Why Saint John’s Oil Pipeline is Great for the Property MarketThe property market in Saint John is increasing significantly in growth due to the proposed building of the ‘Energy East’ pipeline that would ship oil into Saint John, New Brunswick. This is great news for Canadian real estate investors looking to invest in Saint John, home of Canada’s largest oil refinery, Irving Oil.

The pipeline, built by TransCanada Corp, would run from West to East, from Alberta to Saskatchewan and then to Saint John for refinery. It would ship primarily light oil, with some crude oil as well, says Huffington Post. “Oil from Western Canada is essentially landlocked, making it difficult to move to international markets, which drives down its price by as much as $40 a barrel compared to the world standard.”

Energy Independence

This makes it a perfect candidate for cooperative utilization by the USA and Canada as a means of achieving North American energy independence. With the shipment and refining of Canada’s own oil, less oil would be needed from foreign sources, though there is a potential for a market to ship from Canada to energy consumers in Asia.
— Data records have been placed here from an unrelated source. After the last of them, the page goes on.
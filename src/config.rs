//! Runtime settings for the supervisor. Nothing here is persisted.

use core::time::Duration;

use crate::data_types::Profile;
use crate::registers::{DEFAULT_EXPANDER_ADDRESS, nvm};
use crate::sequencer::SequencerTiming;

#[derive(Clone, Copy, Debug, Eq, PartialEq)]
pub struct SupervisorConfig {
    pub profile: Profile,
    /// Device actor wake-up interval; bounds how late a timed sequencer step can fire.
    pub tick: Duration,
    pub sequencer: SequencerTiming,
    /// Telemetry poll period.
    pub poll_period: Duration,
    /// Bounded wait for a worker to observe cancellation.
    pub stop_timeout: Duration,
    pub expander_address: u8,
    pub nvm_addr_msb: u8,
}

impl SupervisorConfig {
    /// Defaults for `profile`: 500 ms polling for channels, 1 s for fan/seat.
    pub fn new(profile: Profile) -> Self {
        let poll_period = match profile {
            Profile::Channels => Duration::from_millis(500),
            Profile::FanSeat => Duration::from_secs(1),
        };
        Self {
            profile,
            tick: Duration::from_millis(50),
            sequencer: SequencerTiming::default(),
            poll_period,
            stop_timeout: Duration::from_millis(1500),
            expander_address: DEFAULT_EXPANDER_ADDRESS,
            nvm_addr_msb: nvm::PAGE_MSB,
        }
    }

    pub fn with_tick(mut self, tick: Duration) -> Self {
        self.tick = tick;
        self
    }

    pub fn with_sequencer(mut self, timing: SequencerTiming) -> Self {
        self.sequencer = timing;
        self
    }

    pub fn with_poll_period(mut self, period: Duration) -> Self {
        self.poll_period = period;
        self
    }

    pub fn with_stop_timeout(mut self, timeout: Duration) -> Self {
        self.stop_timeout = timeout;
        self
    }

    pub fn with_expander_address(mut self, address: u8) -> Self {
        self.expander_address = address;
        self
    }
}

impl Default for SupervisorConfig {
    fn default() -> Self {
        Self::new(Profile::Channels)
    }
}
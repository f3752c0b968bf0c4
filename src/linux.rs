//! Bus openers for Linux `i2c-dev` and `spidev` character devices.

use std::io;
use std::path::PathBuf;

use linux_embedded_hal::i2cdev::linux::LinuxI2CError;
use linux_embedded_hal::spidev::{SpiModeFlags, SpidevOptions};
use linux_embedded_hal::{I2cdev, SPIError, SpidevDevice};

use crate::bus::Open;

pub const DEFAULT_I2C_PATH: &str = "/dev/i2c-1";
pub const DEFAULT_SPI_PATH: &str = "/dev/spidev0.0";
pub const DEFAULT_SPI_HZ: u32 = 1_000_000;

#[derive(Debug)]
pub enum LinuxOpenError {
    I2c(LinuxI2CError),
    Spi(SPIError),
    /// The device opened but rejected mode/speed settings.
    Config(io::Error),
}

impl core::fmt::Display for LinuxOpenError {
    fn fmt(&self, f: &mut core::fmt::Formatter<'_>) -> core::fmt::Result {
        match self {
            LinuxOpenError::I2c(e) => write!(f, "i2c: {}", e),
            LinuxOpenError::Spi(e) => write!(f, "spi: {:?}", e),
            LinuxOpenError::Config(e) => write!(f, "spi configure: {}", e),
        }
    }
}

impl std::error::Error for LinuxOpenError {}

/// Opener for an `i2c-dev` bus, e.g. `/dev/i2c-1`.
#[derive(Clone, Debug)]
pub struct I2cOpener {
    path: PathBuf,
}

impl I2cOpener {
    pub fn new(path: impl Into<PathBuf>) -> Self {
        Self { path: path.into() }
    }
}

impl Default for I2cOpener {
    fn default() -> Self {
        Self::new(DEFAULT_I2C_PATH)
    }
}

impl Open for I2cOpener {
    type Bus = I2cdev;
    type Error = LinuxOpenError;

    fn open(&mut self) -> Result<I2cdev, LinuxOpenError> {
        I2cdev::new(&self.path).map_err(LinuxOpenError::I2c)
    }
}

/// Opener for a `spidev` device in mode 0 with 8-bit words.
#[derive(Clone, Debug)]
pub struct SpiOpener {
    path: PathBuf,
    max_speed_hz: u32,
}

impl SpiOpener {
    pub fn new(path: impl Into<PathBuf>, max_speed_hz: u32) -> Self {
        Self {
            path: path.into(),
            max_speed_hz,
        }
    }
}

impl Default for SpiOpener {
    fn default() -> Self {
        Self::new(DEFAULT_SPI_PATH, DEFAULT_SPI_HZ)
    }
}

impl Open for SpiOpener {
    type Bus = SpidevDevice;
    type Error = LinuxOpenError;

    fn open(&mut self) -> Result<SpidevDevice, LinuxOpenError> {
        let mut spi = SpidevDevice::open(&self.path).map_err(LinuxOpenError::Spi)?;
        let options = SpidevOptions::new()
            .bits_per_word(8)
            .max_speed_hz(self.max_speed_hz)
            .mode(SpiModeFlags::SPI_MODE_0)
            .build();
        spi.configure(&options).map_err(LinuxOpenError::Config)?;
        Ok(spi)
    }
}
So how exactly will the Energy East pipeline create an ideal property market in Saint John, New Brunswick?

Lower Cost of Living

Other areas of Canada have a much higher cost of living with higher real estate prices. Because of this, families will be selling their homes as they move to Saint John for employment with Irving Oil and will be taking advantage of the current low real estate prices.

Lower Real Estate Prices…For Now

However, as the population grows, competition for extremely desirable waterfront properties will increase, and real estate investors will soon find the prices to purchase and then lease these properties much higher. This is why it’s imperative to act during the initial growth stage Saint John is experiencing, as the conditions for investing in Saint John are currently highly favorable for investors.

Politicians Agree

According to CTV News, New Brunswick mayor Mel Norton stated, “Saint John is a place where we absolutely, 100 per cent want to see the pipeline end … We want to see it filled with Alberta oil and refined in Canada’s largest oil refinery and shipped out to world markets from our deep-water port.”

The Timing is Right

  • The pipeline would deliver 830,000 to as much as 850,000 barrels of oil from oil sands each day.
  • The pipeline will bring in thousands of workers and their families who will need housing. Saint John already currently has unemployment rates of around 5.9%
  • Growth is estimated at 18.9%, offering investors an incredibly high return due to the current low prices. This means more passive income and financial freedom for real estate investors who get established soon and take advantage of increasing property values over time.
  • Though the average price for a home is around $150,000 right now, prices are rising each month, so now is the best time to act.
  • Saint John was recently labeled the ‘number one market to invest in‘ by the Canadian Real Estate Association, or CREA. According to CREA, “national home sales rose 0.6% from March to April.”
  • Families find Saint John a safe, beautiful and affordable place to live, and retirees desire it as well
  • As the population increases, your properties will increase in value and pricing.

With Irving Oil expected to bring jobs, energy dependence, and growth in the property market, this isn’t a surprise.

“It’s important that producers understand the advantages of a pipeline that would carry western crude oil to eastern refineries,” says Norton. Investors, as well as producers, can enjoy these advantages.